By Sylvia Kantor, College of Agricultural, Human & Natural Resource Sciences

innovators-salmon-webSEATTLE – Washington State University aquatic ecotoxicologist Jenifer McIntyre will share her research on the lethal impacts of stormwater for fish as well as solutions that are within reach.

The WSU Innovators Lecture Series, “Stormwater detox: How natural infrastructure can help save salmon,” will be at 4 p.m. Tuesday, April 12, at the Seattle Marriott Waterfront in Seattle. The lecture is free to the public. Visit https://innovators.wsu.edu/ to register.

Innovators-McIntyre-web
WSU’s Jenifer McIntyre.

Stormwater runoff is the number one source of pollution affecting Puget Sound and is a leading source of pollution in the Columbia River and many other bodies of waters in the state. Untreated runoff can be lethal to salmon in a matter of hours.

“Urban stormwater runoff carries a complex mixture of chemicals into fish habitats,” said McIntyre, who is based at the WSU Research and Extension Center in Puyallup, Wash. “We have seen that stormwater runoff can kill adult coho salmon in urban creeks, and we know that it can cause defects in the hearts of developing fish.”

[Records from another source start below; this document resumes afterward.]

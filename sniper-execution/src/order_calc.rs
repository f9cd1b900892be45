use rust_decimal::Decimal;
use sniper_instrument::PriceFilter;

/// Step 1-4 of the buy algorithm: given the account's free balance of the
/// quote asset, the configured buy percentage, the current ticker price, and
/// the order markup, compute the quantity and the markup-adjusted purchase
/// price. `price_filter` is `None` for the fixed-precision venues
/// (Binance/Bittrex, whole-unit quantity, 6dp price) and `Some(filter)` for
/// Huobi, whose `/v1/common/symbols` publishes a price/amount precision per
/// pair that both values must be quantized to before submission.
#[derive(Debug, Clone, Copy, PartialEq, Eq)]
pub struct BuyOrder {
    pub quantity: Decimal,
    pub purchase_price: Decimal,
}

pub fn calc_buy_order(
    free_balance: Decimal,
    buy_amount_pct: u32,
    ticker_price: Decimal,
    markup_pct: u32,
    price_filter: Option<PriceFilter>,
) -> Option<BuyOrder> {
    if ticker_price <= Decimal::ZERO {
        return None;
    }
    let quote_amount = free_balance * Decimal::from(buy_amount_pct) / Decimal::from(100);
    let dirty_qty = quote_amount / ticker_price;
    let quantity = match price_filter {
        Some(filter) => filter.quantize_amount(dirty_qty),
        None => dirty_qty.floor(),
    };
    if quantity <= Decimal::ZERO {
        return None;
    }

    let purchase_price = ticker_price * (Decimal::from(100 + markup_pct)) / Decimal::from(100);
    let purchase_price = match price_filter {
        Some(filter) => filter.quantize_price(purchase_price),
        None => purchase_price.round_dp(6),
    };

    Some(BuyOrder {
        quantity,
        purchase_price,
    })
}

#[cfg(test)]
mod tests {
    use super::*;
    use rust_decimal_macros::dec;

    #[test]
    fn computes_quantity_and_markup_price() {
        let order = calc_buy_order(dec!(1.0), 50, dec!(0.001), 15, None).unwrap();
        // quote_amount = 0.5, dirty_qty = 500, quantity = 500
        assert_eq!(order.quantity, dec!(500));
        assert_eq!(order.purchase_price, dec!(0.001150)); // +15% markup, 6dp
    }

    #[test]
    fn zero_quantity_is_none() {
        assert!(calc_buy_order(dec!(0.0000001), 50, dec!(1), 15, None).is_none());
    }

    #[test]
    fn huobi_precision_quantizes_to_configured_decimals() {
        let filter = PriceFilter::new(2, 4);
        let order = calc_buy_order(dec!(10), 100, dec!(2.3333333), 15, Some(filter)).unwrap();
        assert_eq!(order.purchase_price, dec!(2.68)); // 2.3333333 * 1.15 = 2.683..., rounds to 2 dp
    }

    #[test]
    fn fractional_amount_precision_is_not_truncated_to_zero() {
        // free=1, pct=50%, price=10 -> dirty_qty=0.05, which under the
        // whole-unit default would truncate to a quantity of 0 and be
        // rejected; a published amount_precision must keep the fraction.
        let filter = PriceFilter::new(2, 4);
        let order = calc_buy_order(dec!(1), 50, dec!(10), 0, Some(filter)).unwrap();
        assert_eq!(order.quantity, dec!(0.05));
    }

    #[test]
    fn amount_precision_quantizes_like_the_vendor_filter() {
        let filter = PriceFilter::new(2, 2);
        // dirty_qty = 0.0555..., quantized to 2dp the same way
        // `PriceFilter::quantize_amount` rounds any other amount.
        let order = calc_buy_order(dec!(1), 10, dec!(1.8), 0, Some(filter)).unwrap();
        assert_eq!(order.quantity, dec!(0.06));
    }
}
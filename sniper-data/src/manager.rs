use crate::exchange::TriggerExchange;
use crate::part::{run_check_loop, TriggerPart, TriggerPartStream};
use std::collections::HashMap;
use std::sync::Arc;
use tokio::sync::Mutex as AsyncMutex;
use tracing::{error, info, warn};

/// One poller part registered under its owning exchange.
pub struct RegisteredPart {
    pub label: String,
    pub part: Arc<dyn TriggerPart>,
}

/// One stream part registered under its owning exchange. Streams are
/// supervised by the manager (reconnect-on-end), per §4.7's "supervision is
/// the caller's responsibility".
pub struct RegisteredStream {
    pub label: String,
    pub stream: Arc<AsyncMutex<dyn TriggerPartStream>>,
}

/// Owns every [`TriggerExchange`] plus the parts registered under it, and
/// schedules their check loops. Construction order mirrors the control flow
/// in the top-level spec: build every exchange and its parts first, then call
/// [`TriggerManager::init`] once all are registered.
pub struct TriggerManager {
    exchanges: HashMap<String, Arc<TriggerExchange>>,
    parts: HashMap<String, Vec<RegisteredPart>>,
    streams: HashMap<String, Vec<RegisteredStream>>,
}

impl TriggerManager {
    pub fn new() -> Self {
        Self {
            exchanges: HashMap::new(),
            parts: HashMap::new(),
            streams: HashMap::new(),
        }
    }

    pub fn register_exchange(&mut self, exchange: Arc<TriggerExchange>) {
        self.parts.entry(exchange.name.clone()).or_default();
        self.streams.entry(exchange.name.clone()).or_default();
        self.exchanges.insert(exchange.name.clone(), exchange);
    }

    pub fn register_part(&mut self, exchange_name: &str, label: impl Into<String>, part: Arc<dyn TriggerPart>) {
        self.parts
            .entry(exchange_name.to_string())
            .or_default()
            .push(RegisteredPart {
                label: label.into(),
                part,
            });
    }

    pub fn register_stream(
        &mut self,
        exchange_name: &str,
        label: impl Into<String>,
        stream: Arc<AsyncMutex<dyn TriggerPartStream>>,
    ) {
        self.streams
            .entry(exchange_name.to_string())
            .or_default()
            .push(RegisteredStream {
                label: label.into(),
                stream,
            });
    }

    pub fn exchange(&self, name: &str) -> Option<Arc<TriggerExchange>> {
        self.exchanges.get(name).cloned()
    }

    /// Every registered exchange, for reporting (the memory watchdog's
    /// per-exchange known/call coin counts).
    pub fn exchanges(&self) -> impl Iterator<Item = &Arc<TriggerExchange>> {
        self.exchanges.values()
    }

    /// Count of running part check-loops + stream tasks, one "open task" per
    /// registered part/stream (each is spawned 1:1 in `init`).
    pub fn open_task_count(&self) -> usize {
        let part_tasks: usize = self.parts.values().map(|v| v.len()).sum();
        let stream_tasks: usize = self.streams.values().map(|v| v.len()).sum();
        part_tasks + stream_tasks
    }

    /// `/delete_coin <exchangeName> <symbol>` admin op.
    pub fn drop_coin(&self, exchange_name: &str, code: &str) -> bool {
        match self.exchanges.get(exchange_name) {
            Some(exchange) => {
                exchange.drop_coin(code);
                true
            }
            None => false,
        }
    }

    /// Seed every part's novelty set once, then schedule the long-lived check
    /// loops / stream consumers. Consumes `self` into an `Arc` so spawned
    /// tasks can keep the manager alive for the process lifetime.
    pub async fn init(self: Arc<Self>) {
        for (exchange_name, parts) in &self.parts {
            let exchange = match self.exchanges.get(exchange_name) {
                Some(e) => e.clone(),
                None => continue,
            };
            for registered in parts {
                match registered.part.get().await {
                    Ok(coins) => {
                        exchange.seed(registered.part.trigger_actions(), &coins);
                        info!(exchange = %exchange_name, part = %registered.label, count = coins.len(), "seeded novelty set");
                    }
                    Err(e) => {
                        warn!(exchange = %exchange_name, part = %registered.label, error = %e, "dropping part: failed to seed at startup");
                        continue;
                    }
                }
            }
        }

        for (exchange_name, parts) in self.parts.clone_keys() {
            let exchange = self.exchanges.get(&exchange_name).unwrap().clone();
            for registered in parts {
                let exchange = exchange.clone();
                let label = registered.label.clone();
                let part = registered.part.clone();
                tokio::spawn(async move {
                    run_check_loop(part.as_ref(), &label, |coins| {
                        let exchange = exchange.clone();
                        let actions = part.trigger_actions().clone();
                        let limit = part.price_change_limit();
                        tokio::spawn(async move {
                            exchange.process_coins(&actions, limit, coins).await;
                        });
                    })
                    .await;
                });
            }
        }

        for (exchange_name, streams) in self.streams.clone_keys() {
            let exchange = self.exchanges.get(&exchange_name).unwrap().clone();
            for registered in streams {
                let exchange = exchange.clone();
                let label = registered.label.clone();
                let stream = registered.stream.clone();
                tokio::spawn(async move {
                    loop {
                        let next = {
                            let mut guard = stream.lock().await;
                            guard.next().await
                        };
                        match next {
                            Some(coins) => {
                                let (actions, limit) = {
                                    let guard = stream.lock().await;
                                    (guard.trigger_actions().clone(), guard.price_change_limit())
                                };
                                exchange.process_coins(&actions, limit, coins).await;
                            }
                            None => {
                                error!(exchange = %exchange_name, part = %label, "stream ended");
                                break;
                            }
                        }
                    }
                });
            }
        }
    }
}

impl Default for TriggerManager {
    fn default() -> Self {
        Self::new()
    }
}

/// Internal helper: clone the exchange→parts (or exchange→streams) map so the
/// scheduling loops below don't hold a borrow of `self` across `.await`.
trait CloneKeys<V: Clone> {
    fn clone_keys(&self) -> Vec<(String, Vec<V>)>;
}

impl<V: Clone> CloneKeys<V> for HashMap<String, Vec<V>> {
    fn clone_keys(&self) -> Vec<(String, Vec<V>)> {
        self.iter().map(|(k, v)| (k.clone(), v.clone())).collect()
    }
}

impl Clone for RegisteredPart {
    fn clone(&self) -> Self {
        Self {
            label: self.label.clone(),
            part: self.part.clone(),
        }
    }
}

impl Clone for RegisteredStream {
    fn clone(&self) -> Self {
        Self {
            label: self.label.clone(),
            stream: self.stream.clone(),
        }
    }
}
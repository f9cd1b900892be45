use rust_decimal::Decimal;
use std::str::FromStr;
use std::time::Duration;

/// Every runtime-tunable knob from spec §6, loaded once at startup from the
/// process environment (after `dotenvy` has loaded an optional `.env` file).
/// Parsing is lenient per-field (`ok().and_then(..)`) but defaults fill in
/// anything absent or malformed, except for the Twitter OAuth quadruple,
/// which is fatal if `TWITTER_ENABLED=true` and any of the four is missing.
#[derive(Debug, Clone)]
pub struct Config {
    pub debug: bool,
    pub twitter: Option<TwitterConfig>,
    pub bot_token: String,
    pub authorized_users_telegram_ids: Vec<i64>,
    pub log_channel_id: i64,
    pub balance_show_limit_btc: Decimal,
    pub price_change_limit_in_percent: Decimal,
    pub twilio_from_number: String,
    pub twilio_account_sid: String,
    pub twilio_auth_key: String,
    pub limit_order_markup: u32,
    pub disable_buy: bool,
    pub order_cancel_delay: Duration,
    pub listen_channel_id: i64,
    pub symbols_black_list: Vec<String>,
    pub symbols_white_list: Vec<String>,
    pub upbit_krw_price_change_limit: Decimal,
    pub upbit_btc_price_change_limit: Decimal,
    pub mem_check_interval: Option<Duration>,
}

#[derive(Debug, Clone)]
pub struct TwitterConfig {
    pub consumer_key: String,
    pub consumer_secret: String,
    pub access_token: String,
    pub access_token_secret: String,
}

fn env_str(key: &str) -> Option<String> {
    std::env::var(key).ok().filter(|v| !v.is_empty())
}

fn env_parsed<T: FromStr>(key: &str) -> Option<T> {
    env_str(key).and_then(|v| v.parse().ok())
}

fn env_bool(key: &str) -> bool {
    env_str(key).map(|v| matches!(v.to_lowercase().as_str(), "1" | "true" | "yes")).unwrap_or(false)
}

fn env_csv<T: FromStr>(key: &str) -> Vec<T> {
    env_str(key)
        .map(|v| v.split(',').filter_map(|s| s.trim().parse().ok()).collect())
        .unwrap_or_default()
}

impl Config {
    /// Fail-fast per spec §7 item 6: a `TWITTER_ENABLED=true` with any OAuth
    /// value missing aborts startup with a descriptive error, same as a
    /// non-unique-credentials error.
    pub fn load() -> anyhow::Result<Self> {
        let twitter = if env_bool("TWITTER_ENABLED") {
            Some(TwitterConfig {
                consumer_key: env_str("TWITTER_CONSUMER_KEY")
                    .ok_or_else(|| anyhow::anyhow!("TWITTER_ENABLED but TWITTER_CONSUMER_KEY missing"))?,
                consumer_secret: env_str("TWITTER_CONSUMER_SECRET")
                    .ok_or_else(|| anyhow::anyhow!("TWITTER_ENABLED but TWITTER_CONSUMER_SECRET missing"))?,
                access_token: env_str("TWITTER_ACCESS_TOKEN")
                    .ok_or_else(|| anyhow::anyhow!("TWITTER_ENABLED but TWITTER_ACCESS_TOKEN missing"))?,
                access_token_secret: env_str("TWITTER_ACCESS_TOKEN_SECRET")
                    .ok_or_else(|| anyhow::anyhow!("TWITTER_ENABLED but TWITTER_ACCESS_TOKEN_SECRET missing"))?,
            })
        } else {
            None
        };

        Ok(Self {
            debug: env_bool("DEBUG"),
            twitter,
            bot_token: env_str("BOT_TOKEN").ok_or_else(|| anyhow::anyhow!("BOT_TOKEN is required"))?,
            authorized_users_telegram_ids: env_csv("AUTHORIZED_USERS_TELEGRAM_IDS"),
            log_channel_id: env_parsed("LOG_CHANNEL_ID").unwrap_or(0),
            balance_show_limit_btc: env_parsed("BALANCE_SHOW_LIMIT_BTC").unwrap_or(Decimal::new(5, 3)),
            price_change_limit_in_percent: env_parsed("PRICE_CHANGE_LIMIT_IN_PERCENT").unwrap_or(Decimal::from(25)),
            twilio_from_number: env_str("TWILIO_FROM_NUMBER").unwrap_or_default(),
            twilio_account_sid: env_str("TWILIO_ACCOUNT_SID").unwrap_or_default(),
            twilio_auth_key: env_str("TWILIO_AUTH_KEY").unwrap_or_default(),
            limit_order_markup: env_parsed("LIMIT_ORDER_MARKUP").unwrap_or(15),
            disable_buy: env_bool("DISABLE_BUY"),
            order_cancel_delay: Duration::from_secs(env_parsed("ORDER_CANCEL_DELAY").unwrap_or(15)),
            listen_channel_id: env_parsed("LISTEN_CHANNEL_ID").unwrap_or(0),
            symbols_black_list: env_csv("SYMBOLS_BLACK_LIST"),
            symbols_white_list: env_csv("SYMBOLS_WHITE_LIST"),
            upbit_krw_price_change_limit: env_parsed("UPBIT_KRW_PRICE_CHANGE_LIMIT").unwrap_or(Decimal::from(25)),
            upbit_btc_price_change_limit: env_parsed("UPBIT_BTC_PRICE_CHANGE_LIMIT").unwrap_or(Decimal::from(25)),
            mem_check_interval: env_parsed::<u64>("MEM_CHECK_INTERVAL").map(Duration::from_secs),
        })
    }
}

#[cfg(test)]
mod tests {
    use super::*;

    #[test]
    fn env_csv_parses_comma_separated_ints() {
        std::env::set_var("TEST_CSV_IDS", "1, 2,3");
        let ids: Vec<i64> = env_csv("TEST_CSV_IDS");
        assert_eq!(ids, vec![1, 2, 3]);
        std::env::remove_var("TEST_CSV_IDS");
    }

    #[test]
    fn env_bool_accepts_common_truthy_spellings() {
        std::env::set_var("TEST_BOOL_FLAG", "true");
        assert!(env_bool("TEST_BOOL_FLAG"));
        std::env::set_var("TEST_BOOL_FLAG", "0");
        assert!(!env_bool("TEST_BOOL_FLAG"));
        std::env::remove_var("TEST_BOOL_FLAG");
    }
}
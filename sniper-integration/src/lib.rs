//! Transport plumbing shared across the listing sniper workspace: the HTTP
//! client, WebSocket frame helpers, the shared error taxonomy, the alert
//! queue, and decimal formatting.

pub mod channel;
pub mod decimal;
pub mod error;
pub mod http;
pub mod websocket;

pub use channel::{alert_queue, AlertReceiver, AlertSender};
pub use decimal::norm;
pub use error::SocketError;
pub use http::{HttpClient, OutputFormat, Response};
use crate::error::{CheckError, PartError};
use async_trait::async_trait;
use rust_decimal::Decimal;
use sniper_instrument::{CoinSource, Symbol};
use std::collections::HashSet;
use std::time::Duration;
use tracing::{error, warn};

/// What a novel symbol should trigger once it clears the novelty filter.
#[derive(Debug, Clone, Copy, PartialEq, Eq, Hash)]
pub enum TriggerAction {
    Buy,
    Call,
}

pub type TriggerActions = HashSet<TriggerAction>;

/// One observation channel inside a [`crate::exchange::TriggerExchange`],
/// polled on a fixed cadence. Implementations perform the exchange-specific
/// scrape/API call in [`TriggerPart::get`]; the check loop in
/// [`TriggerPart::run_check_loop`] owns retry/backoff policy uniformly.
#[async_trait]
pub trait TriggerPart: Send + Sync {
    fn source(&self) -> CoinSource;
    fn trigger_actions(&self) -> &TriggerActions;
    fn delay(&self) -> Duration;
    fn price_change_limit(&self) -> Decimal;

    /// Exchange-specific scrape/API call returning the currently-observed
    /// symbol set. Parts raise [`PartError`] on vendor shape mismatches;
    /// 429s are surfaced as [`CheckError::RateLimited`] by the HTTP layer
    /// underneath, not by this method.
    async fn get(&self) -> Result<HashSet<Symbol>, CheckError>;
}

/// A long-lived producer yielding symbol sets as they arrive (used for
/// externally-pushed buffers like the Telegram channel-post ingestor).
/// Streams do not auto-reconnect inside the part; the caller supervises.
#[async_trait]
pub trait TriggerPartStream: Send + Sync {
    fn source(&self) -> CoinSource;
    fn trigger_actions(&self) -> &TriggerActions;
    fn price_change_limit(&self) -> Decimal;

    /// Swap the part's internal buffer with an empty one and return what was
    /// there, mirroring the Python implementation's "return-and-clear".
    async fn next(&mut self) -> Option<HashSet<Symbol>>;
}

/// Drives a poller's check loop forever: `sleep(delay)`, `get()`, dispatch the
/// result (or log and continue) into `on_coins`. `on_coins` is the trigger
/// exchange's `processCoins`, passed as a closure so this module never needs
/// to know about [`crate::exchange::TriggerExchange`] directly.
pub async fn run_check_loop<P, F>(part: &P, part_label: &str, mut on_coins: F)
where
    P: TriggerPart + ?Sized,
    F: FnMut(HashSet<Symbol>),
{
    loop {
        tokio::time::sleep(part.delay()).await;
        match part.get().await {
            Ok(coins) => on_coins(coins),
            Err(CheckError::RateLimited { retry_after_secs }) => {
                let sleep_for = if retry_after_secs > 0 {
                    retry_after_secs + 60
                } else {
                    600
                };
                warn!(part = part_label, retry_after_secs, sleep_for, "rate limited");
                tokio::time::sleep(Duration::from_secs(sleep_for)).await;
            }
            Err(CheckError::Part(PartError { url, response })) => {
                error!(part = part_label, url, response, "part error");
            }
            Err(CheckError::Transport(e)) => {
                error!(part = part_label, error = %e, "unknown error");
            }
        }
    }
}

#[cfg(test)]
mod tests {
    use super::*;
    use std::sync::atomic::{AtomicU64, Ordering};
    use std::sync::Arc;

    struct FlakyOncePart {
        calls: AtomicU64,
    }

    #[async_trait]
    impl TriggerPart for FlakyOncePart {
        fn source(&self) -> CoinSource {
            CoinSource::ApiWallet
        }
        fn trigger_actions(&self) -> &TriggerActions {
            static ACTIONS: std::sync::OnceLock<TriggerActions> = std::sync::OnceLock::new();
            ACTIONS.get_or_init(|| HashSet::from([TriggerAction::Buy]))
        }
        fn delay(&self) -> Duration {
            Duration::from_millis(1)
        }
        fn price_change_limit(&self) -> Decimal {
            Decimal::from(25)
        }
        async fn get(&self) -> Result<HashSet<Symbol>, CheckError> {
            let n = self.calls.fetch_add(1, Ordering::SeqCst);
            if n == 0 {
                Err(CheckError::RateLimited {
                    retry_after_secs: 0,
                })
            } else {
                let mut set = HashSet::new();
                set.insert(Symbol::new("MANA", CoinSource::ApiWallet));
                Ok(set)
            }
        }
    }

    #[tokio::test(start_paused = true)]
    async fn rate_limit_without_retry_after_falls_back_to_600s() {
        let part = FlakyOncePart {
            calls: AtomicU64::new(0),
        };
        let seen = Arc::new(parking_lot::Mutex::new(Vec::new()));
        let seen_clone = seen.clone();

        let handle = tokio::spawn(async move {
            run_check_loop(&part, "test", move |coins| {
                seen_clone.lock().push(coins);
            })
            .await;
        });

        tokio::time::advance(Duration::from_secs(1)).await;
        tokio::time::advance(Duration::from_secs(600)).await;
        tokio::time::advance(Duration::from_millis(5)).await;
        tokio::task::yield_now().await;

        handle.abort();
        assert_eq!(seen.lock().len(), 1);
    }
}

Stormwater pollution harms the health of fish, shellfish and marine mammals that depend on clean water. It can make Puget Sound unfit for swimming, recreation, shellfish harvesting and tribal, recreational and commercial fisheries.

“The research we are conducting helps us understand the scope of the problem of urban stormwater runoff and the choices available to us to reduce its impacts on our aquatic ecosystem,” McIntyre said. “I hope that by learning where the toxicity in urban runoff is coming from we can also help reduce the impact of urban pollution on human health.”